Why weren't the waves noticed before? The sine waves in binding site sequences cannot be seen with a method often used to handle sequences. Most molecular biologists will collect binding sites or other sequences, align them, and then determine the most frequent base at each position. This is called a `consensus sequence'.
Suppose that a position in a binding site has 70% A, 10% C, 10% G and 10% T. Then if we make a consensus model of this position, we could call it `A'. This means that when we come to look at new binding sites, 30% of the time we will not recognize the site! If a binding site had 10 positions like this, then we would be wrong (1 - 0.710) = 97% of the time! Yet this method is extremely widespread in the molecular biology literature.
For example, a Fis binding site in the tgt/sec promoter was missed even though four pieces of experimental data pointed to the site. Although the site was 2 bits stronger than an average Fis site, it was overlooked because it did not match the consensus used by the authors [24]. We tested the site experimentally and found that it does indeed bind to Fis [25]. Likewise the sine waves were missed before information analysis was done because creating a consensus sequences smashes the delicate sequence conservation in natural binding sites. Surprisingly, in retrospect, information theory provides good ``instrumentation'' for understanding the biology of DNA sequences.
In addition, information theory has been shown to be quite useful for biomedical applications. My colleague Pete Rogan found a paper that claimed to have identified a T to C change at a splice acceptor site as the cause of colon cancer. Presumably, the reason that the authors thought this is that the most frequent base at that position is a T. Then they apparently forgot that almost 50% of the natural sites have a C, so when they came across the T to C change it was misinterpreted as a mutation. Using information theory we were able to show that this is unlikely [26]. Our prediction was confirmed by experimental work which showed that of 20 normal people, 2 people had the change. If the initial claim had been made in a doctor's office it would have been a misdiagnosis, with legal ramifications. Since that time we have analyzed many splice junctions in a variety of genes and we have found that the information theory approach is powerful [27,28,29,].

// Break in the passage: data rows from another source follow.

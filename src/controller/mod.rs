//! Control ownership: configured buttons, the stick, and the state snapshot.
//!
//! The controller resolves the configured layout against the surface
//! dimensions, builds each control's cached hit region, and owns the state
//! snapshot. All snapshot mutation flows through [`Controller::update_state`]
//! and [`Controller::reset_states`]; the input router is the only caller
//! during interactive use.

pub mod control;
pub mod state;
pub mod stick;

// Re-export commonly used types at module level
pub use control::{Control, ControlShape, HitRegion};
pub use state::{STICK_KEYS, StateSnapshot, X_AXIS, X_DIR, Y_AXIS, Y_DIR};
pub use stick::{STICK_RADIUS, Stick};

use crate::config::PadConfig;
use crate::draw::color;
use crate::draw::render;
use crate::draw::surface::DrawSurface;
use crate::layout::{self, ButtonPreset, Corner};
use crate::util::Rect;
use log::debug;

/// Owns the configured controls, their screen positions and hit regions,
/// and the current state snapshot.
#[derive(Debug, Default)]
pub struct Controller {
    controls: Vec<Control>,
    stick: Option<Stick>,
    anchor: (f64, f64),
    state: StateSnapshot,
    config: Option<PadConfig>,
}

impl Controller {
    pub fn new() -> Self {
        Self::default()
    }

    /// Initializes controls, hit regions and the state snapshot for the
    /// given configuration and surface dimensions.
    ///
    /// A missing config is a no-op, not an error: callers that have nothing
    /// to configure simply get an empty controller.
    pub fn init(&mut self, config: Option<&PadConfig>, width: f64, height: f64) {
        let Some(config) = config else {
            debug!("Controller::init called without config; ignoring");
            return;
        };

        self.config = Some(config.clone());
        self.controls.clear();
        self.stick = None;
        self.state = StateSnapshot::new();

        // Resolve the preset arrangement and apply positional overrides.
        let mut presets: Vec<ButtonPreset> = layout::preset_for(config.buttons.len()).to_vec();
        let mut keys: Vec<Option<String>> = vec![None; presets.len()];
        let mut names: Vec<String> = presets.iter().map(|p| p.name.to_string()).collect();
        for (n, spec) in config.buttons.iter().enumerate().take(presets.len()) {
            if let Some(name) = &spec.name {
                names[n] = name.clone();
            }
            if let Some(color) = &spec.color {
                presets[n].color = color.to_color();
            }
            keys[n] = spec.key.clone();
        }

        // Shift pushes left-edge layouts inward; top-left additionally
        // drops the cluster below the anchor row.
        let shift: f64 = presets.iter().map(|p| p.radius).sum();
        if config.layout == Corner::TopLeft {
            for preset in &mut presets {
                preset.dy -= preset.radius * 2.0;
            }
        }

        self.anchor = config.layout.anchor(width, height, shift);

        for ((preset, name), key) in presets.iter().zip(names).zip(keys) {
            let cx = self.anchor.0 - preset.dx;
            let cy = self.anchor.1 - preset.dy;
            let control = Control::round(name, cx, cy, preset.radius, preset.color).with_key(key);
            self.state.register(&control.id);
            self.controls.push(control);
        }

        if config.start || config.select {
            self.append_start_select(config, width, height);
        }

        if config.joystick {
            // Mirrored horizontally from the button anchor.
            let stick = Stick::new(width - self.anchor.0, self.anchor.1);
            for key in STICK_KEYS {
                self.state.register(key);
            }
            self.stick = Some(stick);
        }

        debug!(
            "Controller initialized: {} controls, stick: {}, anchor: {:?}",
            self.controls.len(),
            self.stick.is_some(),
            self.anchor
        );
    }

    /// Start/select rect-controls, positioned along the anchor edge.
    ///
    /// With both present, start sits at the midline and select left of it
    /// by twice the button height; alone, either sits one width left of
    /// the midline.
    fn append_start_select(&mut self, config: &PadConfig, width: f64, height: f64) {
        let (w, h) = (layout::START_SELECT_W, layout::START_SELECT_H);
        let y_offset = if config.layout.is_top() {
            layout::BUTTON_OFFSET.1
        } else {
            height - layout::BUTTON_OFFSET.1
        };
        let y = y_offset - h;

        let push = |controller: &mut Self, name: &str, x: f64| {
            let control = Control::rect(name, Rect::new(x, y, w, h), color::BLACK);
            controller.state.register(&control.id);
            controller.controls.push(control);
        };

        if config.start && config.select {
            push(self, "start", width / 2.0);
            push(self, "select", width / 2.0 - w - h * 2.0);
        } else if config.start {
            push(self, "start", width / 2.0 - w);
        } else {
            push(self, "select", width / 2.0 - w);
        }
    }

    /// Re-runs init with the last applied config (resize path).
    ///
    /// Contacts alive at the moment of a resize are not migrated; the
    /// router's no-contacts reset covers recovery.
    pub fn reinit(&mut self, width: f64, height: f64) {
        if let Some(config) = self.config.take() {
            self.init(Some(&config), width, height);
        }
    }

    /// The last applied configuration, if any.
    pub fn config(&self) -> Option<&PadConfig> {
        self.config.as_ref()
    }

    /// Resolved cluster anchor position.
    pub fn anchor(&self) -> (f64, f64) {
        self.anchor
    }

    pub fn controls(&self) -> &[Control] {
        &self.controls
    }

    pub fn controls_mut(&mut self) -> &mut [Control] {
        &mut self.controls
    }

    pub fn stick(&self) -> Option<&Stick> {
        self.stick.as_ref()
    }

    pub fn stick_mut(&mut self) -> Option<&mut Stick> {
        self.stick.as_mut()
    }

    /// Reads the current state snapshot.
    pub fn get_state(&self) -> &StateSnapshot {
        &self.state
    }

    /// Merge-assigns entries over the snapshot's fixed key set.
    pub fn update_state(&mut self, updates: &[(&str, f64)]) {
        self.state.merge(updates);
    }

    /// Zero-fills every key without removing any.
    pub fn reset_states(&mut self) {
        self.state.zero_all();
        for control in &mut self.controls {
            control.active = false;
        }
        if let Some(stick) = &mut self.stick {
            stick.reset();
        }
    }

    /// Draws every control, then the stick, using surface primitives.
    ///
    /// Pure side effect; no state mutation.
    pub fn draw(&self, surface: &mut dyn DrawSurface, hint: bool) {
        for control in &self.controls {
            render::render_control(surface, control, hint);
        }
        if let Some(stick) = &self.stick {
            render::render_stick(surface, stick);
        }
    }
}

#[cfg(test)]
mod tests;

Consensus sequences apparently cause some scientists to make a classical scientific error. The first time that promoter binding site sequences were obtained (by David Pribnow) they were aligned. How can one deal with this fuzzy data? One way is to simplify the data by making a model, the consensus sequence. Although biologists are well aware that these frequently fail, they apparently don't recognize that the problem is with the model itself, and as a consequence they will often write that there is a consensus site in such and such a location and that, for example a protein binds to the consensus [31]. That is, they think that the model (a consensus sequence) is the same as the reality (a binding site). But a model of reality is not reality itself. This problem has a Zen-like quality, since even our perceptions are models of reality. Indeed, it is now thought that our minds are running a controlled hallucination that is continuously matching data coming from our senses, and when there is no input or a mismatch, some rather odd illusions occur [32].
We have developed two models that use information theory to get away from the errors caused by using consensus sequences. The first is a graphic called a sequence logo [33]. (An example is Fig. 1.2.) Sequence logos show an average picture of binding sites. Fortunately the mathematics of information theory also allows one to compute the information for individual binding sites and these models are called sequence walkers [34,24]. Many examples of logos and walkers can be found in the references or at my web site.
Consensus sequences are dangerous to use and should be avoided. Using the best available instrumentation can be critical to science. We should always be aware that we are always working with models because no model fully captures reality.